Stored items

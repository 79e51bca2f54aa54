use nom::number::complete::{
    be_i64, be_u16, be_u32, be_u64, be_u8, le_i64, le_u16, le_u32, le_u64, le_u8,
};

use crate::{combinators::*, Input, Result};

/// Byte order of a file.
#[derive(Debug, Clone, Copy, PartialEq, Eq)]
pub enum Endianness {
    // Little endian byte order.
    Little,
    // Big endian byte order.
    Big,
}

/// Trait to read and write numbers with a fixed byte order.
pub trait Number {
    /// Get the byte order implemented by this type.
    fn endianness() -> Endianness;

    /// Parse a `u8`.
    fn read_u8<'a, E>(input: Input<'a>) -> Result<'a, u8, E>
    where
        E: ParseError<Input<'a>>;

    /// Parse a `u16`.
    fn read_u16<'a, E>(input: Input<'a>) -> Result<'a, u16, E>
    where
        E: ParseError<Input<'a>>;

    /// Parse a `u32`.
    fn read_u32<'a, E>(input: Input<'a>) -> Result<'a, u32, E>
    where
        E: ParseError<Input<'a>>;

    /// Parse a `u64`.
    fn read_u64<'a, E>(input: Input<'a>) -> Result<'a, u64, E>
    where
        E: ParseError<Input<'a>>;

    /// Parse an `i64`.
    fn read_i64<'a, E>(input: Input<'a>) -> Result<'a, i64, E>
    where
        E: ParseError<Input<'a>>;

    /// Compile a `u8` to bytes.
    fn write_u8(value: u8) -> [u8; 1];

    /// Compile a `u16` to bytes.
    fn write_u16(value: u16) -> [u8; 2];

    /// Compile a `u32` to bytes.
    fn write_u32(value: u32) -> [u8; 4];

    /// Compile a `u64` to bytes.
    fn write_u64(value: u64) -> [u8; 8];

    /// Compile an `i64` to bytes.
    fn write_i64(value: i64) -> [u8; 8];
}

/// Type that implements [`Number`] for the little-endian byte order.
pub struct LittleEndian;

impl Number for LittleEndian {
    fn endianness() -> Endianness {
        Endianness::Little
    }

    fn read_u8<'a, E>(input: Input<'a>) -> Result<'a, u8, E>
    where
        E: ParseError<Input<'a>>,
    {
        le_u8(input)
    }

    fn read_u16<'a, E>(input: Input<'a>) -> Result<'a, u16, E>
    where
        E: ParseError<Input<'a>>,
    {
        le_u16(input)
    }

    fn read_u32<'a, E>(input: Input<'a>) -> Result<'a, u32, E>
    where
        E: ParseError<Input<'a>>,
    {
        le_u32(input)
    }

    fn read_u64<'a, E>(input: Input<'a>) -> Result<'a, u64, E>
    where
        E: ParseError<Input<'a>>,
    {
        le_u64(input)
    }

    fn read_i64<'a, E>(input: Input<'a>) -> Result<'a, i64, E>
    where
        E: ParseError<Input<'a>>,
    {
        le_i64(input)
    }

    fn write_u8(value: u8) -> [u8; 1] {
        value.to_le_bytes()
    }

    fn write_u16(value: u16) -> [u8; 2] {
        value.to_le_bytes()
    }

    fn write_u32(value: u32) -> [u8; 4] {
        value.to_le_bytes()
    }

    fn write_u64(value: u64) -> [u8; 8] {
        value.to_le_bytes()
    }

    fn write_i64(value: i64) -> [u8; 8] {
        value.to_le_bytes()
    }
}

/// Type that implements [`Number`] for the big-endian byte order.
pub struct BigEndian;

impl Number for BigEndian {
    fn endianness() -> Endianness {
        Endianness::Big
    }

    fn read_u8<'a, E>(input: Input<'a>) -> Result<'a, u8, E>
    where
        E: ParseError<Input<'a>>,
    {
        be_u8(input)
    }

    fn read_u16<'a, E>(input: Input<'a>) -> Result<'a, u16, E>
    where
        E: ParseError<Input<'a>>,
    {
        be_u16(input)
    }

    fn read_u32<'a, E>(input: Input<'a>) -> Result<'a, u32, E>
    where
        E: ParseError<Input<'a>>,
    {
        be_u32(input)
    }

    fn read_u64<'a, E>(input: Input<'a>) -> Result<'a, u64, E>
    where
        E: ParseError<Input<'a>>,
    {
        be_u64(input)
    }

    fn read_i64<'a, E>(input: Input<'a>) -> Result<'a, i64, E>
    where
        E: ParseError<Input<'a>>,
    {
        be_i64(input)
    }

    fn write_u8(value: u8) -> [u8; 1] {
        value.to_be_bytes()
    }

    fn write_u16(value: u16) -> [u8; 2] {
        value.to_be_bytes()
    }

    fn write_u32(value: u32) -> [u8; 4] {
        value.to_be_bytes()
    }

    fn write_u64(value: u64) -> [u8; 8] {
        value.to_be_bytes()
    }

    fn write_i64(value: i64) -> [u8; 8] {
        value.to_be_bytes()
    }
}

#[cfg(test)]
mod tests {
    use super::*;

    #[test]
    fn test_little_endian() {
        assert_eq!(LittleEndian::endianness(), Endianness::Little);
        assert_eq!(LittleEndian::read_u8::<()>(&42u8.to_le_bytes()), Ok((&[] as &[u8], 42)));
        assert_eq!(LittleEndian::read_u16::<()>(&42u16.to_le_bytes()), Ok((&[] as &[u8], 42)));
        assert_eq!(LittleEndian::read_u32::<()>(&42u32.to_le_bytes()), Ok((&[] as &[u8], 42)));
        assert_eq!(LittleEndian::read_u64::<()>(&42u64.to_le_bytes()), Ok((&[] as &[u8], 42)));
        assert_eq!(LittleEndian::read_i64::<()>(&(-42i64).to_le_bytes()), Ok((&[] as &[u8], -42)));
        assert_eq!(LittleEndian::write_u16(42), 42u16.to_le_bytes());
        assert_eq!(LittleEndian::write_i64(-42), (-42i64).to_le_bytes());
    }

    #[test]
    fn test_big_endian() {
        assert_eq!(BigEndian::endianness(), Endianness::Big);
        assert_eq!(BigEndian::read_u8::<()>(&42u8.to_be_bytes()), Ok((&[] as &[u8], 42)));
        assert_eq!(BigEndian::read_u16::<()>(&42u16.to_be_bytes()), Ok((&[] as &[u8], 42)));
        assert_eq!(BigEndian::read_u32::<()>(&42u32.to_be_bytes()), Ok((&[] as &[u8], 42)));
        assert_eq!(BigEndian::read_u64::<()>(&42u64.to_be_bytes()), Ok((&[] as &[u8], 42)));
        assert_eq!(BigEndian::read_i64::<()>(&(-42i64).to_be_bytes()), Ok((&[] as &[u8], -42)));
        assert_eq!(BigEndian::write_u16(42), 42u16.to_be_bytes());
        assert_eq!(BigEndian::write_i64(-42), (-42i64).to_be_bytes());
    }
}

Exercise objective → Which lines above contain the word "BigEndian"? Copy all of them.

Written answer →
pub struct BigEndian;
impl Number for BigEndian {
        assert_eq!(BigEndian::endianness(), Endianness::Big);
        assert_eq!(BigEndian::read_u8::<()>(&42u8.to_be_bytes()), Ok((&[] as &[u8], 42)));
        assert_eq!(BigEndian::read_u16::<()>(&42u16.to_be_bytes()), Ok((&[] as &[u8], 42)));
        assert_eq!(BigEndian::read_u32::<()>(&42u32.to_be_bytes()), Ok((&[] as &[u8], 42)));
        assert_eq!(BigEndian::read_u64::<()>(&42u64.to_be_bytes()), Ok((&[] as &[u8], 42)));
        assert_eq!(BigEndian::read_i64::<()>(&(-42i64).to_be_bytes()), Ok((&[] as &[u8], -42)));
        assert_eq!(BigEndian::write_u16(42), 42u16.to_be_bytes());
        assert_eq!(BigEndian::write_i64(-42), (-42i64).to_be_bytes());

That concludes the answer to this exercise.